▸ **GOAL OF THE EXERCISE**
Considering the entries that follow, report how many lines include the string "cloned", giving the number alone.

▸ **STUDY MATERIAL**
//! # In-Memory Credential Store
//!
//! A [`CredentialStore`] kept in process memory. Uniqueness checks and the
//! insert happen under one write lock, which gives the same guarantee as the
//! SQL `UNIQUE` constraints for a single process.

use super::models::{AccountForCreate, AccountRecord};
use super::{CredentialStore, StoreError, UniqueField};
use async_trait::async_trait;
use lib_utils::now_utc;
use std::collections::BTreeMap;
use tokio::sync::RwLock;

#[derive(Default)]
struct Inner {
    last_id: i64,
    accounts: BTreeMap<i64, AccountRecord>,
}

#[derive(Default)]
pub struct MemoryCredentialStore {
    inner: RwLock<Inner>,
}

impl MemoryCredentialStore {
    pub fn new() -> Self {
        Self::default()
    }

    /// Number of stored accounts.
    pub async fn len(&self) -> usize {
        self.inner.read().await.accounts.len()
    }

    pub async fn is_empty(&self) -> bool {
        self.len().await == 0
    }
}

#[async_trait]
impl CredentialStore for MemoryCredentialStore {
    async fn find_by_username(&self, username: &str) -> Result<Option<AccountRecord>, StoreError> {
        let inner = self.inner.read().await;
        Ok(inner
            .accounts
            .values()
            .find(|a| a.username == username)
            .cloned())
    }

    async fn find_by_email(&self, email: &str) -> Result<Option<AccountRecord>, StoreError> {
        let inner = self.inner.read().await;
        Ok(inner.accounts.values().find(|a| a.email == email).cloned())
    }

    async fn find_by_id(&self, id: i64) -> Result<Option<AccountRecord>, StoreError> {
        Ok(self.inner.read().await.accounts.get(&id).cloned())
    }

    async fn insert(&self, account: AccountForCreate) -> Result<AccountRecord, StoreError> {
        if account.password_hash.is_empty() {
            return Err(StoreError::Persistence(
                "password hash cannot be empty".to_string(),
            ));
        }

        let mut inner = self.inner.write().await;

        if inner.accounts.values().any(|a| a.username == account.username) {
            return Err(StoreError::Conflict(Some(UniqueField::Username)));
        }
        if inner.accounts.values().any(|a| a.email == account.email) {
            return Err(StoreError::Conflict(Some(UniqueField::Email)));
        }

        inner.last_id += 1;
        let now = now_utc();
        let record = AccountRecord {
            id: inner.last_id,
            username: account.username,
            email: account.email,
            password_hash: account.password_hash,
            created_at: now,
            updated_at: now,
        };
        inner.accounts.insert(record.id, record.clone());

        Ok(record)
    }
}
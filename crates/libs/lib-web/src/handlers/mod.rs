//! # HTTP Request Handlers
//!
//! Axum handlers for the identity API. Handlers parse the request, delegate
//! to [`IdentityService`](crate::services::IdentityService) and render the
//! result; they hold no business logic.
//!
//! ## Handler Modules
//!
//! - **[`users`]**: account endpoints
//!   - `POST /users` - Register a new account
//!   - `POST /login` - Authenticate and receive a token
//!   - `GET /users/{id}` - Look an account up
//!   - `GET /me` - The account behind the bearer token
//!   - `GET /health` - Liveness probe
//!
//! ## Handler Architecture
//!
//! ```rust,ignore
//! async fn handler(
//!     State(identity): State<Arc<IdentityService>>,  // Shared service
//!     Extension(claims): Extension<Claims>,          // Bearer auth
//!     payload: Result<Json<RequestBody>, JsonRejection>,
//! ) -> Result<Json<Response>, AppError> {
//!     // ...
//! }
//! ```
//!
//! ## Error Handling
//!
//! Handlers return `Result<T, AppError>`. `AppError` renders itself as
//! `{"error": ..., "code": ..., "field"?: ...}` with the matching status.
//!
//! ## Request/Response Flow
//!
//! ```text
//! Client Request
//!     ↓
//! CORS (tower-http)
//!     ↓
//! Request stamp → Trace span → Request logging
//!     ↓
//! Auth middleware (protected routes only)
//!     ↓
//! Handler
//!     ↓
//! Client Response
//! ```

pub mod users;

▸ **OUTPUT FOR THIS TASK**
3